What is it, sir? The administration, through its official organ in this House, comes here and demands, at our hands, a committee-to do what? Why, to inquire how it happened that one of the principle agents of the Executive has been guilty of malversation in office. What right, in the first place, has the Executive to make any such call upon this House? What have we to do with the conduct of officers appointed by it-removable at its will, subjected perpetually to its censure and superintendence, responsible to it for their good behaviour, and for whose good behaviour it is itself responsible to the country through this House? The very proposal of such an interference as this implies a confusion of ideas, which can only be accounted for by the extraordinary development of the executive power which has taken place in the silent progress of things, and to which we are become so much accustomed that we are losing sight of the simplest and most elementary principles of our Government.

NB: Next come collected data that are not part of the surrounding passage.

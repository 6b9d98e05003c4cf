//! Prometheus metrics for core components.
//!
//! This module provides metrics for:
//! - Dispatcher (tasks, stages, stale writes)
//! - Event bus (published and lagged events)
//! - External collaborators (parser, matcher, profile analyzer, storage)

use once_cell::sync::Lazy;
use prometheus::{HistogramOpts, HistogramVec, IntCounter, IntCounterVec, IntGauge, Opts};

// =============================================================================
// Dispatcher Metrics
// =============================================================================

/// Tasks finished by outcome.
pub static TASKS_TOTAL: Lazy<IntCounterVec> = Lazy::new(|| {
    IntCounterVec::new(
        Opts::new("screenflow_tasks_total", "Total document tasks finished"),
        &["outcome"], // "completed", "failed", "stale", "skipped"
    )
    .unwrap()
});

/// Tasks currently running.
pub static TASKS_ACTIVE: Lazy<IntGauge> = Lazy::new(|| {
    IntGauge::new(
        "screenflow_tasks_active",
        "Number of document tasks currently running",
    )
    .unwrap()
});

/// End-to-end task duration in seconds.
pub static TASK_DURATION: Lazy<HistogramVec> = Lazy::new(|| {
    HistogramVec::new(
        HistogramOpts::new(
            "screenflow_task_duration_seconds",
            "Duration of one document task",
        )
        .buckets(vec![0.5, 1.0, 2.5, 5.0, 10.0, 30.0, 60.0, 120.0, 300.0]),
        &["outcome"],
    )
    .unwrap()
});

/// Per-stage duration in seconds.
pub static STAGE_DURATION: Lazy<HistogramVec> = Lazy::new(|| {
    HistogramVec::new(
        HistogramOpts::new(
            "screenflow_stage_duration_seconds",
            "Duration of individual pipeline stages",
        )
        .buckets(vec![0.01, 0.05, 0.1, 0.25, 0.5, 1.0, 2.5, 5.0, 10.0, 30.0]),
        &["stage"],
    )
    .unwrap()
});

/// Stage failures by error kind.
pub static STAGE_FAILURES: Lazy<IntCounterVec> = Lazy::new(|| {
    IntCounterVec::new(
        Opts::new("screenflow_stage_failures_total", "Pipeline stage failures"),
        &["stage", "kind"], // kind: "extraction", "upstream", "infrastructure"
    )
    .unwrap()
});

/// Redelivered work items (lease expired or consumer died).
pub static REDELIVERIES: Lazy<IntCounter> = Lazy::new(|| {
    IntCounter::new(
        "screenflow_redeliveries_total",
        "Work items handed out more than once",
    )
    .unwrap()
});

/// Explicit retries requested.
pub static RETRIES_TOTAL: Lazy<IntCounter> = Lazy::new(|| {
    IntCounter::new("screenflow_retries_total", "Explicit document retries").unwrap()
});

// =============================================================================
// Event Bus Metrics
// =============================================================================

/// Progress events published by type.
pub static EVENTS_PUBLISHED: Lazy<IntCounterVec> = Lazy::new(|| {
    IntCounterVec::new(
        Opts::new(
            "screenflow_events_published_total",
            "Progress events published",
        ),
        &["type"],
    )
    .unwrap()
});

/// Events published with no subscriber listening.
pub static EVENTS_UNDELIVERED: Lazy<IntCounter> = Lazy::new(|| {
    IntCounter::new(
        "screenflow_events_undelivered_total",
        "Progress events dropped because nobody was subscribed",
    )
    .unwrap()
});

/// Events skipped by lagging subscribers.
pub static EVENTS_LAGGED: Lazy<IntCounter> = Lazy::new(|| {
    IntCounter::new(
        "screenflow_events_lagged_total",
        "Progress events skipped by slow subscribers",
    )
    .unwrap()
});

// =============================================================================
// External Collaborator Metrics
// =============================================================================

/// External service request duration.
pub static EXTERNAL_SERVICE_DURATION: Lazy<HistogramVec> = Lazy::new(|| {
    HistogramVec::new(
        HistogramOpts::new(
            "screenflow_external_service_duration_seconds",
            "Duration of external service calls",
        )
        .buckets(vec![0.05, 0.1, 0.25, 0.5, 1.0, 2.5, 5.0, 10.0, 30.0]),
        &["service", "operation"],
    )
    .unwrap()
});

/// External service requests total.
pub static EXTERNAL_SERVICE_REQUESTS: Lazy<IntCounterVec> = Lazy::new(|| {
    IntCounterVec::new(
        Opts::new(
            "screenflow_external_service_requests_total",
            "Total external service requests",
        ),
        &["service", "operation", "result"], // result: "success", "error"
    )
    .unwrap()
});

/// Parser tokens used.
pub static PARSER_TOKENS: Lazy<IntCounterVec> = Lazy::new(|| {
    IntCounterVec::new(
        Opts::new("screenflow_parser_tokens_total", "Total parser tokens used"),
        &["direction"], // "input", "output"
    )
    .unwrap()
});

// =============================================================================
// Helper functions
// =============================================================================

/// Get all core metrics for registration in a registry.
pub fn all_metrics() -> Vec<Box<dyn prometheus::core::Collector>> {
    vec![
        // Dispatcher
        Box::new(TASKS_TOTAL.clone()),
        Box::new(TASKS_ACTIVE.clone()),
        Box::new(TASK_DURATION.clone()),
        Box::new(STAGE_DURATION.clone()),
        Box::new(STAGE_FAILURES.clone()),
        Box::new(REDELIVERIES.clone()),
        Box::new(RETRIES_TOTAL.clone()),
        // Events
        Box::new(EVENTS_PUBLISHED.clone()),
        Box::new(EVENTS_UNDELIVERED.clone()),
        Box::new(EVENTS_LAGGED.clone()),
        // External services
        Box::new(EXTERNAL_SERVICE_DURATION.clone()),
        Box::new(EXTERNAL_SERVICE_REQUESTS.clone()),
        Box::new(PARSER_TOKENS.clone()),
    ]
}

/// Record an external call's duration and result.
pub fn observe_external_call(service: &str, operation: &str, seconds: f64, success: bool) {
    EXTERNAL_SERVICE_DURATION
        .with_label_values(&[service, operation])
        .observe(seconds);
    EXTERNAL_SERVICE_REQUESTS
        .with_label_values(&[service, operation, if success { "success" } else { "error" }])
        .inc();
}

What is the meaning of that fundamental separation of the executive, the legislative, and the judicial powers-of what practical effect will it be-if such a system as is implied in the motion of the gentleman from New-York (Mr. Cambreleng) should be carried out in the appointment of a committee, according to the wishes of the administration-a system by which we shall be made to assume the responsibility of another department of the Government, without any of the powers essential to the performance of its duties-a system by which whatever is odious in that responsibility shall fall to our lot, without any of the honor, the influence, or the efficiency, that should accompany it? Sir, the constitution contemplates no such confusion and consequent destruction of responsibilities. We are not placed here as the associate, but the antagonist, not as copartners, but as a

*E. g. the case of the sub-treasury. The Committee of Ways and Means, appointed by the Speaker, has repeatedly reported a bill, which has as often been rejected by the House.